# Work required
Each line with the string "tracing" is to be copied from the records below.

(Collected data)
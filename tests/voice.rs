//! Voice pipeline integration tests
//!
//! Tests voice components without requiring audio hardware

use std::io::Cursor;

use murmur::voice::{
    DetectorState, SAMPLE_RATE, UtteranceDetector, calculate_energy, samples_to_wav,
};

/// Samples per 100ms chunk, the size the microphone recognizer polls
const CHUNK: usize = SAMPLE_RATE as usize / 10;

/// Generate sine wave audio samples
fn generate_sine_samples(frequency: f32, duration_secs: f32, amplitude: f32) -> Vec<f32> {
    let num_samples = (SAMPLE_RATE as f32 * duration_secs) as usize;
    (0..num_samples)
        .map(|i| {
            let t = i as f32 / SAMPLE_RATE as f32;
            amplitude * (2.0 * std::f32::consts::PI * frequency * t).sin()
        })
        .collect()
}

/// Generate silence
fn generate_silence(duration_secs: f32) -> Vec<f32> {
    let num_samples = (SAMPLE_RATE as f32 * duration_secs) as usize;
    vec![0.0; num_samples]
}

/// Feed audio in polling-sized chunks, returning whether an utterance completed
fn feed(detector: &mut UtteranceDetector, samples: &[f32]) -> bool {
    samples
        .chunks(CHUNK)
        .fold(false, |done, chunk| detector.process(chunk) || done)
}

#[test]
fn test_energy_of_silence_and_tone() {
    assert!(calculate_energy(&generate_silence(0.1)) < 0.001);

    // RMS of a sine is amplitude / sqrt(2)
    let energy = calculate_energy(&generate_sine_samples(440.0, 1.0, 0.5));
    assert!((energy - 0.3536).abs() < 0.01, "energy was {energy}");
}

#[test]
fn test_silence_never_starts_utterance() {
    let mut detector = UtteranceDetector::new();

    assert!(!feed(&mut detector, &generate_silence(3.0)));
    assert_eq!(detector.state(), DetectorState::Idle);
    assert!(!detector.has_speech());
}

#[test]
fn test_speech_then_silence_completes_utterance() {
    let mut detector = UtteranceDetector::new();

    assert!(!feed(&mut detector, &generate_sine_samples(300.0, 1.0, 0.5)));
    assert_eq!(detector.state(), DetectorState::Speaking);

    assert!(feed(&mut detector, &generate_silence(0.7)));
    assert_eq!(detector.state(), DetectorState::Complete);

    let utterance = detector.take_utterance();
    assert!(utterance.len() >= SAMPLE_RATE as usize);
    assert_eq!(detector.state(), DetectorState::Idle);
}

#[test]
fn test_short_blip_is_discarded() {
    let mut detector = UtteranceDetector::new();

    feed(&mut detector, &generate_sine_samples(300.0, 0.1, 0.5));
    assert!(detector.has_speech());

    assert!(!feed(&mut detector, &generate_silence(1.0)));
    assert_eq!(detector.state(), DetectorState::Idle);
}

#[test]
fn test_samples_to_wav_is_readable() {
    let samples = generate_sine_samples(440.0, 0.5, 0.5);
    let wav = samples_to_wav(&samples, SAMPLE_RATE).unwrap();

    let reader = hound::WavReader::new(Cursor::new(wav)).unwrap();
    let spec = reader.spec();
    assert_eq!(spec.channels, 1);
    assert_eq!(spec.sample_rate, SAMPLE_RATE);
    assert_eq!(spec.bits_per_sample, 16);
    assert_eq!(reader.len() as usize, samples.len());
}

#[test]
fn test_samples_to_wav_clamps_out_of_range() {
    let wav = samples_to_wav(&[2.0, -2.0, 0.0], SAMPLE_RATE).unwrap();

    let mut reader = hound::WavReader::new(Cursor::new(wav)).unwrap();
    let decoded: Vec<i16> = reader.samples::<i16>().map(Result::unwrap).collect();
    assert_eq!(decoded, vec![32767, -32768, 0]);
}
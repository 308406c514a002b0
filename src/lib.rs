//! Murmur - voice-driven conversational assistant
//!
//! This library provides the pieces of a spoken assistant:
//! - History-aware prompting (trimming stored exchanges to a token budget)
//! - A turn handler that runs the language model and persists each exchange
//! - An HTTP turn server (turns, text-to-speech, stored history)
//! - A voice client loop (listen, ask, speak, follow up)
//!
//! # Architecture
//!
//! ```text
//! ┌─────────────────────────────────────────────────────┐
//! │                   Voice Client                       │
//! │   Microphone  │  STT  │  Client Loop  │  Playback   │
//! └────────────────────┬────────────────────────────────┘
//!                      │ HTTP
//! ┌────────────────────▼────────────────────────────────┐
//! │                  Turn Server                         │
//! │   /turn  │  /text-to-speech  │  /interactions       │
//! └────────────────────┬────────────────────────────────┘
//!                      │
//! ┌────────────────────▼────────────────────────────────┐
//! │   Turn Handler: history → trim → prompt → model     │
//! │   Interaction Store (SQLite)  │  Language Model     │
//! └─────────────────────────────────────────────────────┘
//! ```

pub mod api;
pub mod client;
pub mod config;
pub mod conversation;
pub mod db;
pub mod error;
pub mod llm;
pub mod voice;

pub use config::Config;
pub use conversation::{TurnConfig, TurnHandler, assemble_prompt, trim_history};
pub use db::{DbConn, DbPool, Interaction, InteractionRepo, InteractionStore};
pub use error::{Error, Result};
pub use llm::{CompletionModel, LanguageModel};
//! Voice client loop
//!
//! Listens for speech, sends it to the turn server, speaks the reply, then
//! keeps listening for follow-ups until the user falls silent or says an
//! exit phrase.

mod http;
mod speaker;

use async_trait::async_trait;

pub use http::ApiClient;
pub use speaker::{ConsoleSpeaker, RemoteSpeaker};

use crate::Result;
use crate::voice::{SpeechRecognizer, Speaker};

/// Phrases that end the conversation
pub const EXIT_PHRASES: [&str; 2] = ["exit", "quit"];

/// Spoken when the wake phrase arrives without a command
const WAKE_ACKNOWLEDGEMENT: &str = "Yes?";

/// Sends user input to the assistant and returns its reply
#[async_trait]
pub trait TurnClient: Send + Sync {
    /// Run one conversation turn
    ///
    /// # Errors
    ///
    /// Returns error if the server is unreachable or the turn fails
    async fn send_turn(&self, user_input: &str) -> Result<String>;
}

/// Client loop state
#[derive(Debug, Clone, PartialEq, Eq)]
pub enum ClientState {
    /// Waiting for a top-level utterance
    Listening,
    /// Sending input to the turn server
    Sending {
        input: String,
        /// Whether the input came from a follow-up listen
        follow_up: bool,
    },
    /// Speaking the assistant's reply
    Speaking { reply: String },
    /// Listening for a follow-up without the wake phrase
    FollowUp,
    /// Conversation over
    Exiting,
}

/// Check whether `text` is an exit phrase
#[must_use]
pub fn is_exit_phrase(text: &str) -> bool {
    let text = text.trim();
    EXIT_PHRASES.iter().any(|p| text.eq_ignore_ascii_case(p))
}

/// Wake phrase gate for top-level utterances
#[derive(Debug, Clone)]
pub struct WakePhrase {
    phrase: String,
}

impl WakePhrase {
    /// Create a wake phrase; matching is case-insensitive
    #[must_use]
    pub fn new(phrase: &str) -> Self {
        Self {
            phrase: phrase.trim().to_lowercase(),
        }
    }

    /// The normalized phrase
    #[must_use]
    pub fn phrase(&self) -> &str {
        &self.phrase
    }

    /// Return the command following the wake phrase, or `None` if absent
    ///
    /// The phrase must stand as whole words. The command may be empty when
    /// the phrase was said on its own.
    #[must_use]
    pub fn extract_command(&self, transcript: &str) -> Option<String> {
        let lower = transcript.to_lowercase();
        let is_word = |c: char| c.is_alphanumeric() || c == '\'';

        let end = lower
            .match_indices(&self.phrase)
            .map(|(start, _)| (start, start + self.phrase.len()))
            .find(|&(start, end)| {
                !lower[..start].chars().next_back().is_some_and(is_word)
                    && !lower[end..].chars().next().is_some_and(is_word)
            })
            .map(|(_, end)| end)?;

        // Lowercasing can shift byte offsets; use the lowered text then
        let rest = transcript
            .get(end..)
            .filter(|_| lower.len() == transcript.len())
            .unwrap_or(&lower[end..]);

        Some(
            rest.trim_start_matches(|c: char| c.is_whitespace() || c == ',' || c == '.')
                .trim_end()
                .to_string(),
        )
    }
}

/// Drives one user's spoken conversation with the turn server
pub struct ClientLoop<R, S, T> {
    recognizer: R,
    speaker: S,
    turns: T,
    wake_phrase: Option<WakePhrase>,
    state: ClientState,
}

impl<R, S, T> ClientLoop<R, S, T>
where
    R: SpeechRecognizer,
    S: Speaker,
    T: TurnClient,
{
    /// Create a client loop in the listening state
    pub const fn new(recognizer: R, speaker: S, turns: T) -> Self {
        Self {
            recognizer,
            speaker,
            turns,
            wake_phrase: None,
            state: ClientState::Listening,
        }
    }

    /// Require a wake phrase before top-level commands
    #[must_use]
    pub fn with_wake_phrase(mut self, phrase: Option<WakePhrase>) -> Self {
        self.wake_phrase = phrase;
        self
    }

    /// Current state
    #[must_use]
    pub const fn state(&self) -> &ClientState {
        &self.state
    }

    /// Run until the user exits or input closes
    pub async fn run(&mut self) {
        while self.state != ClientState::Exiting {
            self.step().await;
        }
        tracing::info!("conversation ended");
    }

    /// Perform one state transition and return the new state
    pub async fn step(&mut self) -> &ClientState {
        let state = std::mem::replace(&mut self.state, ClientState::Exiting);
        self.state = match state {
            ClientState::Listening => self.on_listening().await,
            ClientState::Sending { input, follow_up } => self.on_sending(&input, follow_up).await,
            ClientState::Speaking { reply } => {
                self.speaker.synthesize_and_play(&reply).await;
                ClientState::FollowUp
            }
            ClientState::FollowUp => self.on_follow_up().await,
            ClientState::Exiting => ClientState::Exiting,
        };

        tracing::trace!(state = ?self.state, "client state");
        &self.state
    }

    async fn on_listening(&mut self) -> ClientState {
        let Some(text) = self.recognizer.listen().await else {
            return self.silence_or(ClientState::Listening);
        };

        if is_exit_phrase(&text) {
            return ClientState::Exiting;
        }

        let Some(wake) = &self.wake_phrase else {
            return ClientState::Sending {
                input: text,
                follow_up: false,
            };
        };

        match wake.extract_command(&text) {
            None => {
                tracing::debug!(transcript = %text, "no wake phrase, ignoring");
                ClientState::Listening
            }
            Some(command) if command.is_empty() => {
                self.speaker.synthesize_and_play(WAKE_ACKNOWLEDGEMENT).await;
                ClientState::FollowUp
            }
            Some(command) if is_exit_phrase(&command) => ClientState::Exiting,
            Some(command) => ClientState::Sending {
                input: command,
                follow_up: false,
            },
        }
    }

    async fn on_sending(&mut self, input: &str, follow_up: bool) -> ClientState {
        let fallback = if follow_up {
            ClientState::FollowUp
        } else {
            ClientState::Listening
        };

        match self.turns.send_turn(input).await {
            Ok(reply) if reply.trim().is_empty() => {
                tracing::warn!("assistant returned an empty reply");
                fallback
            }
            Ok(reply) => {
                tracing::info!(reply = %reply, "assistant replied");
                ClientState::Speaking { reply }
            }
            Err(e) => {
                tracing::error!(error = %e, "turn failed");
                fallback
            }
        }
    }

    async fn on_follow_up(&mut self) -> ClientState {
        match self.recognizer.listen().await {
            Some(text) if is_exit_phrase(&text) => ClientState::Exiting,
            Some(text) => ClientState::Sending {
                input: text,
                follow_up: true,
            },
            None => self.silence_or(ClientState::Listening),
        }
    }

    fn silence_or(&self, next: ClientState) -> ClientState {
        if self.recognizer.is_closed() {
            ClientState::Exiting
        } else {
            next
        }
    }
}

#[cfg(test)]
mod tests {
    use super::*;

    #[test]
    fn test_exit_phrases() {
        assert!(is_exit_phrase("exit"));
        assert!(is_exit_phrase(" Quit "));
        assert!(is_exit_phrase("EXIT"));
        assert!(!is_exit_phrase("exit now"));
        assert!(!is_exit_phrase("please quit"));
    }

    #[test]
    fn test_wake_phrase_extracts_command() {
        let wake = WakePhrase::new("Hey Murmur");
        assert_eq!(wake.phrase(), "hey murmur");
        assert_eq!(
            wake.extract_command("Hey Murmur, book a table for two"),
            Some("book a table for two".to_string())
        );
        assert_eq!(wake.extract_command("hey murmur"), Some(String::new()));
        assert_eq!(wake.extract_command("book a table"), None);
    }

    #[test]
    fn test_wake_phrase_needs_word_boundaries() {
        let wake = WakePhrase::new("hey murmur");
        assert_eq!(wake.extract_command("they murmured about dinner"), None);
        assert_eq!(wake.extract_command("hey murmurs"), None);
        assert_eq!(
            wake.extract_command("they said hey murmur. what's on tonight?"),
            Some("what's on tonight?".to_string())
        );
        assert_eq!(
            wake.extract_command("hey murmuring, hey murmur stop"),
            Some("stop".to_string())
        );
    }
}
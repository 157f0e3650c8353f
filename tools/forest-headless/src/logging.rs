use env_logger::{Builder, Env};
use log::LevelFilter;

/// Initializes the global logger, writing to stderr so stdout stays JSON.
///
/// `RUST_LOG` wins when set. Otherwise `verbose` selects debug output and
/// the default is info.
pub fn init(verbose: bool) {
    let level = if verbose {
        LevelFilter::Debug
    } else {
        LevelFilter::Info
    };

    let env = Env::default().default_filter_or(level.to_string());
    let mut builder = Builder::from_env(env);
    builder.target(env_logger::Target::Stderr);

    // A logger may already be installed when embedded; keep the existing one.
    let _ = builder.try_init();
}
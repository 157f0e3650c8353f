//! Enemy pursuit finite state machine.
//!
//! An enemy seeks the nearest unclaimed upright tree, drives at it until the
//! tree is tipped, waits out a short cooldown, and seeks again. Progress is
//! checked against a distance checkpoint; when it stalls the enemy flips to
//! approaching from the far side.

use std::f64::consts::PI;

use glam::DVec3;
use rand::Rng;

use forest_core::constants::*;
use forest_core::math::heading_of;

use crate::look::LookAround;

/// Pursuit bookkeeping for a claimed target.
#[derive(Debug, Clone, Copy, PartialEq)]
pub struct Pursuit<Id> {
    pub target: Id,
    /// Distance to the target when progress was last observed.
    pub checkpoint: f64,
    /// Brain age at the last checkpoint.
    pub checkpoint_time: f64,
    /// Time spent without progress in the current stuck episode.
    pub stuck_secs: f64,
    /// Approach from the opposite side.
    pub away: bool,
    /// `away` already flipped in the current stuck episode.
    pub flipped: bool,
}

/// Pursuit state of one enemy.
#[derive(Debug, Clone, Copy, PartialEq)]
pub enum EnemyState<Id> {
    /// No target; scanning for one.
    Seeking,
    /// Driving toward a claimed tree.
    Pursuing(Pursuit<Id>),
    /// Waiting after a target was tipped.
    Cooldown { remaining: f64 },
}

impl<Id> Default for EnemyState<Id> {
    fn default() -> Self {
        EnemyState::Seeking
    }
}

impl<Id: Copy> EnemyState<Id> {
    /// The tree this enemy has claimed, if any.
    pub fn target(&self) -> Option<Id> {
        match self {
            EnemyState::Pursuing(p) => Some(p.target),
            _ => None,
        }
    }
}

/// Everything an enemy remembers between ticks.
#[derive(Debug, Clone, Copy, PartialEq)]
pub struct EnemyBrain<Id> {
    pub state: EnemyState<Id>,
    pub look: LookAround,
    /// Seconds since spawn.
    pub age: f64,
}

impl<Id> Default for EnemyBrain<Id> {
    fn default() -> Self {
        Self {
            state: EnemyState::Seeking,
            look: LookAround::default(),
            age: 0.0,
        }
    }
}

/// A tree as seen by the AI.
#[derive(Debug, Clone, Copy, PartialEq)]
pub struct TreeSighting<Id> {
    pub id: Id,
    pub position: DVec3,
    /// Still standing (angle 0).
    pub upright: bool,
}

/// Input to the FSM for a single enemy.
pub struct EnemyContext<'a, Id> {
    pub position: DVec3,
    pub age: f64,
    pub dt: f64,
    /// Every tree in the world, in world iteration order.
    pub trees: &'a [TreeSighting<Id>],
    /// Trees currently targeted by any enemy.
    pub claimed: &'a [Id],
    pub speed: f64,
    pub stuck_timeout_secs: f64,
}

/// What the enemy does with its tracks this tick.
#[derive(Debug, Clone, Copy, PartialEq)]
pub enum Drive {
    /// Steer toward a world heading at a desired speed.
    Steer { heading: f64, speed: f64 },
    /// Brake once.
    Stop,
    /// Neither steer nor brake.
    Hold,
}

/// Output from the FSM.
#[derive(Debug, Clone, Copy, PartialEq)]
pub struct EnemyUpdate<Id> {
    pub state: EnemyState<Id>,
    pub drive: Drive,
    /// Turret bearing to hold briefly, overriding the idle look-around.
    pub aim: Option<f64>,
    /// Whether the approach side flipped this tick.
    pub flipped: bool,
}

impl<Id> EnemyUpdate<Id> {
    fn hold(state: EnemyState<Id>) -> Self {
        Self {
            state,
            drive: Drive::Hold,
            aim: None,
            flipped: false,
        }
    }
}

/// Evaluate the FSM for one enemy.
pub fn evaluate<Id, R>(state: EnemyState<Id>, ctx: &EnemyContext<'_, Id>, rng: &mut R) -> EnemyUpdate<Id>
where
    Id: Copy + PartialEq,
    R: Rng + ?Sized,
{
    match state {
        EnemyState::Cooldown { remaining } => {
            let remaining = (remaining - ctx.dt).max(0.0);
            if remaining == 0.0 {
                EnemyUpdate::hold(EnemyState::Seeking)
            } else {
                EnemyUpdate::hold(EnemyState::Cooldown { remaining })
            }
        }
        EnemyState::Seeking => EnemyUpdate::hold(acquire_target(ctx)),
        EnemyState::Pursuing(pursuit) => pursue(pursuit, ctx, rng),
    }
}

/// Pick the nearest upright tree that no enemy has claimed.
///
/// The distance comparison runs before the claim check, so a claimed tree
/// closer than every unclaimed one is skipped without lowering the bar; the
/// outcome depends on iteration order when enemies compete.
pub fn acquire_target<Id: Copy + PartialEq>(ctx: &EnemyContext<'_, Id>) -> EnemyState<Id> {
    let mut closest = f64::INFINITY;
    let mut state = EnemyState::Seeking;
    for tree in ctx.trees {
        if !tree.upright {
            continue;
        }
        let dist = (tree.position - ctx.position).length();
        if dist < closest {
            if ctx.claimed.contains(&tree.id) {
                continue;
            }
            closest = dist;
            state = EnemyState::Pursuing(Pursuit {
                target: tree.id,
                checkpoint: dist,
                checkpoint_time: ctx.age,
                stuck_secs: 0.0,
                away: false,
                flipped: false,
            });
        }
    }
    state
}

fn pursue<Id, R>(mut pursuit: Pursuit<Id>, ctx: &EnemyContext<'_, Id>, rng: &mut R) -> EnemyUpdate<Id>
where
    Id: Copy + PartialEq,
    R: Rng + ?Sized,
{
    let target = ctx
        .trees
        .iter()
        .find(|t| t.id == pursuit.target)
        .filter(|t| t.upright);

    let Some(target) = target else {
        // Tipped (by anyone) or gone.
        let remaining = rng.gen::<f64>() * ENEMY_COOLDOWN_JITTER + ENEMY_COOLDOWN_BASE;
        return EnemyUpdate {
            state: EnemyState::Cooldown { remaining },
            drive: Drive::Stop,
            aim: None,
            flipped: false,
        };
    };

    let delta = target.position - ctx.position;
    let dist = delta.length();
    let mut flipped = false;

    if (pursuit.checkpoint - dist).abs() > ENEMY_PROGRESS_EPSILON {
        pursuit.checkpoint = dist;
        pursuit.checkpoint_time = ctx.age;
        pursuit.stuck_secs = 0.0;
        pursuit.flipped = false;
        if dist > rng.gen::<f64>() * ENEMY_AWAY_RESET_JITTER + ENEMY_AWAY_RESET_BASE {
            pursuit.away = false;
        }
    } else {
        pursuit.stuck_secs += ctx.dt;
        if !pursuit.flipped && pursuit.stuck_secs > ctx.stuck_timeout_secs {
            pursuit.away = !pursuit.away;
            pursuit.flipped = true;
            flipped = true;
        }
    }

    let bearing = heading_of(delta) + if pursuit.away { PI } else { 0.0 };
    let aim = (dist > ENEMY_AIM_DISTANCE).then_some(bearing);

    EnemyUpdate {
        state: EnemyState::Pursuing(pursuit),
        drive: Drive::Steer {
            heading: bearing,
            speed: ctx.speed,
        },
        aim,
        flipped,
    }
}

# Task response
        tracing::info!("conversation ended");
        tracing::trace!(state = ?self.state, "client state");
                tracing::debug!(transcript = %text, "no wake phrase, ignoring");
                tracing::warn!("assistant returned an empty reply");
                tracing::info!(reply = %reply, "assistant replied");
                tracing::error!(error = %e, "turn failed");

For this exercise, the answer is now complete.